Another NUS Saga As the School Sacked a Prof for Sexual Misconduct Against Student
A top professor from NUS was dismissed on Tuesday (1 Dec) for sexual misconduct, less than two months after the university announced the sacking of Jeremy Fernando, another lecturer, for the same offence.
According to an NUS statement, Professor Theodore G. Hopf “had sexually harassed the student in physical, verbal and written forms”.
Hopf is the provost chair professor at the department of political science in the Faculty of Arts and Social Sciences (FASS).
An anonymous complaint against Hopf was sent to the university in August this year and investigations began immediately.
After both Hopf and the student were interviewed, a No-Contact Order was issued to the 61-year-old on 15 Sept.
The professor was later suspended and told to stay off campus while investigations continued.
On 7 Oct, a Committee of Inquiry (COI) was appointed to tackle the case. It interviewed the student in the presence of a care officer from the NUS Victim Care Unit (VCU) on 21 Oct.
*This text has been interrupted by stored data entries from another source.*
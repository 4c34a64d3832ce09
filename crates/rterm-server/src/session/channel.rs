//! Child process channel: a spawned shell plus its three standard pipes.
//!
//! `ShellChannel` is the capability the session layer depends on. The
//! pipe-backed implementation spawns the interpreter with tokio's process
//! support; background pump tasks move bytes from the OS pipes into
//! per-stream buffers so that `poll_read` never blocks.

use super::interpreter::Interpreter;
use std::future::Future;
use std::pin::Pin;
use std::process::Stdio;
use std::sync::atomic::{AtomicBool, Ordering};
use std::sync::{Arc, Mutex};
use std::time::Duration;
use tokio::io::{AsyncRead, AsyncReadExt, AsyncWriteExt};
use tokio::process::{Child, ChildStdin, Command};
use tokio::task::JoinHandle;
use tracing::{debug, info, warn};
use rterm_core::{RtermError, RtermResult};

/// Pump read size.
const PUMP_CHUNK_SIZE: usize = 4096;

/// Buffered bytes per stream before the pump stops reading and lets the
/// OS pipe apply back-pressure to the child.
const MAX_BUFFERED_BYTES: usize = 1024 * 1024;

/// Which of the child's output pipes to read.
#[derive(Debug, Clone, Copy, PartialEq, Eq)]
pub enum OutputStream {
    Stdout,
    Stderr,
}

/// A spawned interpreter with redirected standard streams.
pub trait ShellChannel: Send + Sync {
    /// Write all bytes to the child's stdin.
    fn write<'a>(
        &'a self,
        data: &'a [u8],
    ) -> Pin<Box<dyn Future<Output = RtermResult<()>> + Send + 'a>>;

    /// Take up to `max_bytes` already-buffered bytes from `stream`.
    ///
    /// Returns an empty vector when nothing is buffered. Never blocks.
    fn poll_read(&self, stream: OutputStream, max_bytes: usize) -> Vec<u8>;

    /// Ask the child to exit and release everything, taking at most `timeout`
    /// before the child is killed.
    fn terminate(&self, timeout: Duration) -> Pin<Box<dyn Future<Output = ()> + Send + '_>>;

    /// Whether the child has not been observed to exit.
    fn is_alive(&self) -> bool;
}

/// Creates channels; the seam that lets tests substitute scripted shells.
pub trait ChannelFactory: Send + Sync {
    fn spawn(
        &self,
        interpreter: &Interpreter,
        working_directory: &str,
    ) -> RtermResult<Arc<dyn ShellChannel>>;
}

/// Factory for real OS processes.
#[derive(Debug, Default, Clone, Copy)]
pub struct PipeChannelFactory;

impl ChannelFactory for PipeChannelFactory {
    fn spawn(
        &self,
        interpreter: &Interpreter,
        working_directory: &str,
    ) -> RtermResult<Arc<dyn ShellChannel>> {
        Ok(Arc::new(PipeChannel::spawn(interpreter, working_directory)?))
    }
}

/// Bytes pumped out of one child pipe.
#[derive(Debug, Default)]
struct PipeBuffer {
    bytes: Mutex<Vec<u8>>,
    eof: AtomicBool,
}

impl PipeBuffer {
    fn len(&self) -> usize {
        self.bytes.lock().unwrap_or_else(|e| e.into_inner()).len()
    }

    fn push(&self, data: &[u8]) {
        self.bytes
            .lock()
            .unwrap_or_else(|e| e.into_inner())
            .extend_from_slice(data);
    }

    fn take(&self, max_bytes: usize) -> Vec<u8> {
        let mut bytes = self.bytes.lock().unwrap_or_else(|e| e.into_inner());
        let n = bytes.len().min(max_bytes);
        bytes.drain(..n).collect()
    }

    fn clear(&self) {
        self.bytes.lock().unwrap_or_else(|e| e.into_inner()).clear();
    }
}

/// Pipe-backed channel to a real child process.
///
/// Parent-side pipe ends are created close-on-exec by the standard library,
/// and the child's ends are closed in the parent as soon as the process is
/// spawned, so no handle leaks into grandchildren of this server.
pub struct PipeChannel {
    program: String,
    pid: Option<u32>,
    child: tokio::sync::Mutex<Option<Child>>,
    stdin: tokio::sync::Mutex<Option<ChildStdin>>,
    stdout: Arc<PipeBuffer>,
    stderr: Arc<PipeBuffer>,
    pumps: Mutex<Vec<JoinHandle<()>>>,
    exit_line: String,
    terminated: AtomicBool,
}

impl PipeChannel {
    /// Spawn `interpreter` in `working_directory` with all three standard
    /// streams piped. Must be called from within a tokio runtime.
    pub fn spawn(interpreter: &Interpreter, working_directory: &str) -> RtermResult<Self> {
        let mut cmd = Command::new(&interpreter.program);
        cmd.args(&interpreter.args)
            .envs(interpreter.env.iter().map(|(k, v)| (k.as_str(), v.as_str())))
            .current_dir(working_directory)
            .stdin(Stdio::piped())
            .stdout(Stdio::piped())
            .stderr(Stdio::piped())
            .kill_on_drop(true);

        // On any early return below the partially built child is dropped,
        // which kills it and closes every pipe end created so far.
        let mut child = cmd
            .spawn()
            .map_err(|e| RtermError::Spawn(format!("{}: {e}", interpreter.program)))?;

        let stdin = child
            .stdin
            .take()
            .ok_or_else(|| RtermError::Spawn("failed to capture shell stdin".into()))?;
        let stdout = child
            .stdout
            .take()
            .ok_or_else(|| RtermError::Spawn("failed to capture shell stdout".into()))?;
        let stderr = child
            .stderr
            .take()
            .ok_or_else(|| RtermError::Spawn("failed to capture shell stderr".into()))?;

        let pid = child.id();
        info!(
            program = %interpreter.program,
            pid = ?pid,
            cwd = %working_directory,
            "shell spawned"
        );

        let stdout_buf = Arc::new(PipeBuffer::default());
        let stderr_buf = Arc::new(PipeBuffer::default());
        let pumps = vec![
            spawn_pump(stdout, stdout_buf.clone(), OutputStream::Stdout),
            spawn_pump(stderr, stderr_buf.clone(), OutputStream::Stderr),
        ];

        Ok(Self {
            program: interpreter.program.clone(),
            pid,
            child: tokio::sync::Mutex::new(Some(child)),
            stdin: tokio::sync::Mutex::new(Some(stdin)),
            stdout: stdout_buf,
            stderr: stderr_buf,
            pumps: Mutex::new(pumps),
            exit_line: interpreter.exit_line(),
            terminated: AtomicBool::new(false),
        })
    }

    fn buffer(&self, stream: OutputStream) -> &PipeBuffer {
        match stream {
            OutputStream::Stdout => &self.stdout,
            OutputStream::Stderr => &self.stderr,
        }
    }

    async fn write_inner(&self, data: &[u8]) -> RtermResult<()> {
        let mut guard = self.stdin.lock().await;
        let stdin = guard.as_mut().ok_or_else(|| {
            RtermError::Io(std::io::Error::new(
                std::io::ErrorKind::BrokenPipe,
                "shell stdin is closed",
            ))
        })?;
        stdin.write_all(data).await?;
        stdin.flush().await?;
        Ok(())
    }

    async fn terminate_inner(&self, timeout: Duration) {
        if self.terminated.swap(true, Ordering::SeqCst) {
            return;
        }
        let deadline = tokio::time::Instant::now() + timeout;

        // Cooperative phase: ask the shell to exit, then close its stdin.
        if let Some(mut stdin) = self.stdin.lock().await.take() {
            let exit_line = self.exit_line.as_bytes();
            let asked = tokio::time::timeout_at(deadline, async {
                stdin.write_all(exit_line).await?;
                stdin.flush().await
            })
            .await;
            if !matches!(asked, Ok(Ok(()))) {
                debug!(program = %self.program, "could not deliver exit instruction");
            }
        }

        // Forced phase: whatever happened above, nothing survives this block.
        if let Some(mut child) = self.child.lock().await.take() {
            match tokio::time::timeout_at(deadline, child.wait()).await {
                Ok(Ok(status)) => info!(pid = ?self.pid, %status, "shell exited"),
                Ok(Err(e)) => warn!(pid = ?self.pid, error = %e, "failed to wait for shell"),
                Err(_) => {
                    warn!(pid = ?self.pid, ?timeout, "shell ignored exit, killing");
                    if let Err(e) = child.kill().await {
                        warn!(pid = ?self.pid, error = %e, "kill failed");
                    }
                }
            }
        }

        let pumps: Vec<_> = self
            .pumps
            .lock()
            .unwrap_or_else(|e| e.into_inner())
            .drain(..)
            .collect();
        for pump in pumps {
            pump.abort();
        }
        self.stdout.clear();
        self.stderr.clear();
        debug!(pid = ?self.pid, "shell channel released");
    }
}

impl ShellChannel for PipeChannel {
    fn write<'a>(
        &'a self,
        data: &'a [u8],
    ) -> Pin<Box<dyn Future<Output = RtermResult<()>> + Send + 'a>> {
        Box::pin(self.write_inner(data))
    }

    fn poll_read(&self, stream: OutputStream, max_bytes: usize) -> Vec<u8> {
        self.buffer(stream).take(max_bytes)
    }

    fn terminate(&self, timeout: Duration) -> Pin<Box<dyn Future<Output = ()> + Send + '_>> {
        Box::pin(self.terminate_inner(timeout))
    }

    fn is_alive(&self) -> bool {
        if self.terminated.load(Ordering::SeqCst) {
            return false;
        }
        // Both pipes reaching EOF means the shell has gone away.
        !(self.stdout.eof.load(Ordering::SeqCst) && self.stderr.eof.load(Ordering::SeqCst))
    }
}

/// Copy one child pipe into `buffer` until EOF.
fn spawn_pump<R>(mut reader: R, buffer: Arc<PipeBuffer>, stream: OutputStream) -> JoinHandle<()>
where
    R: AsyncRead + Unpin + Send + 'static,
{
    tokio::spawn(async move {
        let mut chunk = vec![0u8; PUMP_CHUNK_SIZE];
        loop {
            while buffer.len() >= MAX_BUFFERED_BYTES {
                tokio::time::sleep(Duration::from_millis(10)).await;
            }
            match reader.read(&mut chunk).await {
                Ok(0) => break,
                Ok(n) => buffer.push(&chunk[..n]),
                Err(e) => {
                    debug!(?stream, error = %e, "pipe read failed");
                    break;
                }
            }
        }
        buffer.eof.store(true, Ordering::SeqCst);
        debug!(?stream, "pipe reached EOF");
    })
}


#[cfg(all(test, unix))]
mod tests {
    use super::*;
    use crate::session::interpreter::DEFAULT_POSIX_PROMPT;
    use std::time::Instant;

    async fn read_until(channel: &PipeChannel, needle: &str, within: Duration) -> String {
        let deadline = Instant::now() + within;
        let mut seen = String::new();
        while Instant::now() < deadline {
            for stream in [OutputStream::Stdout, OutputStream::Stderr] {
                seen.push_str(&String::from_utf8_lossy(&channel.poll_read(stream, 4096)));
            }
            if seen.contains(needle) {
                break;
            }
            tokio::time::sleep(Duration::from_millis(20)).await;
        }
        seen
    }

    #[tokio::test]
    async fn poll_read_is_empty_before_output() {
        let sh = Interpreter::posix("/bin/sh", Some(vec![]), DEFAULT_POSIX_PROMPT);
        let channel = PipeChannel::spawn(&sh, "/").unwrap();
        // non-interactive sh prints nothing until spoken to
        assert!(channel.poll_read(OutputStream::Stdout, 512).is_empty());
        channel.terminate(Duration::from_secs(2)).await;
    }

    #[tokio::test]
    async fn write_then_poll_stdout_and_stderr() {
        let sh = Interpreter::posix("/bin/sh", Some(vec![]), DEFAULT_POSIX_PROMPT);
        let channel = PipeChannel::spawn(&sh, "/").unwrap();

        channel
            .write(b"echo out-marker; echo err-marker 1>&2\n")
            .await
            .unwrap();
        let seen = read_until(&channel, "err-marker", Duration::from_secs(5)).await;
        let seen = seen + &read_until(&channel, "out-marker", Duration::from_millis(200)).await;
        assert!(seen.contains("out-marker"));
        assert!(seen.contains("err-marker"));

        channel.terminate(Duration::from_secs(2)).await;
        assert!(!channel.is_alive());
    }

    #[tokio::test]
    async fn poll_read_respects_max_bytes() {
        let sh = Interpreter::posix("/bin/sh", Some(vec![]), DEFAULT_POSIX_PROMPT);
        let channel = PipeChannel::spawn(&sh, "/").unwrap();
        channel.write(b"echo 0123456789\n").await.unwrap();

        let deadline = Instant::now() + Duration::from_secs(5);
        let mut first = Vec::new();
        while first.is_empty() && Instant::now() < deadline {
            tokio::time::sleep(Duration::from_millis(20)).await;
            first = channel.poll_read(OutputStream::Stdout, 4);
        }
        assert!(!first.is_empty() && first.len() <= 4);
        channel.terminate(Duration::from_secs(2)).await;
    }

    #[tokio::test]
    async fn terminate_kills_a_shell_that_ignores_exit() {
        // a shell blocked in a foreground command never reads `exit`
        let sh = Interpreter::posix("/bin/sh", Some(vec![]), DEFAULT_POSIX_PROMPT);
        let channel = PipeChannel::spawn(&sh, "/").unwrap();
        channel.write(b"sleep 30\n").await.unwrap();

        let started = Instant::now();
        channel.terminate(Duration::from_millis(200)).await;
        assert!(started.elapsed() < Duration::from_secs(5));
        assert!(!channel.is_alive());
        assert!(channel.write(b"echo late\n").await.is_err());
    }

    #[tokio::test]
    async fn terminate_shares_one_deadline() {
        // a busy shell stops reading stdin, so a large exit line blocks
        let mut sh = Interpreter::posix("/bin/sh", Some(vec![]), DEFAULT_POSIX_PROMPT);
        sh.exit_instruction = Box::leak("#".repeat(1 << 20).into_boxed_str());
        let channel = PipeChannel::spawn(&sh, "/").unwrap();
        channel.write(b"sleep 30\n").await.unwrap();
        tokio::time::sleep(Duration::from_millis(200)).await;

        let started = Instant::now();
        channel.terminate(Duration::from_millis(300)).await;
        assert!(started.elapsed() < Duration::from_millis(550));
        assert!(!channel.is_alive());
    }

    #[tokio::test]
    async fn spawn_failure_is_spawn_error() {
        let missing = Interpreter::posix("/definitely/not/a/shell", None, DEFAULT_POSIX_PROMPT);
        match PipeChannel::spawn(&missing, "/") {
            Err(RtermError::Spawn(msg)) => assert!(msg.contains("/definitely/not/a/shell")),
            Err(other) => panic!("unexpected error: {other}"),
            Ok(_) => panic!("spawn should fail"),
        }
    }

    #[tokio::test]
    async fn terminate_twice_is_harmless() {
        let sh = Interpreter::posix("/bin/sh", Some(vec![]), DEFAULT_POSIX_PROMPT);
        let channel = PipeChannel::spawn(&sh, "/").unwrap();
        channel.terminate(Duration::from_secs(2)).await;
        channel.terminate(Duration::from_secs(2)).await;
        assert!(!channel.is_alive());
    }
}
After receiving an inquiry report from the COI, the university decided to sack Hopf.
“Given the serious nature of the offences, NUS dismissed Prof Hopf on Dec 1,” said the university.
NUS has also made a police report after informing the student that it would do so.
In Aug 2020, during a meeting with the student, Hopf allegedly offered and drank alcohol with the student.
At one point, he made an offensive remark about certain parts of the student’s anatomy, which he later admitted to.
During the same meeting, the 61-year-old forcefully pulled the student towards him twice, during which the student resisted, moved back, and told him to stop.
Hopf admitted to placing his hands on the shoulders of the student while facing the student, but denied pulling the student towards him.
However, the COI “found the student’s account of the unwelcome physical contact to be credible.”
Moreover, Hopf’s actions also went against the code of conduct for staff.
Earlier, in October 2018, the professor had also sent a sex-text message to the same student.
He admitted to this, but said it was meant for someone else.
However, Hopf never told the student it was meant for someone else nor apologised for it.
So, the COI determined that it was serious professional misconduct.
The university reminded staff members of its duty to meet the high standards of conduct expected of them.
“There are strict guidelines pertaining to personal and professional conduct. In particular, the university has zero-tolerance for sexual misconduct by staff. Disciplinary sanctions are imposed for every infraction, including dismissal for a staff offender for serious breaches.”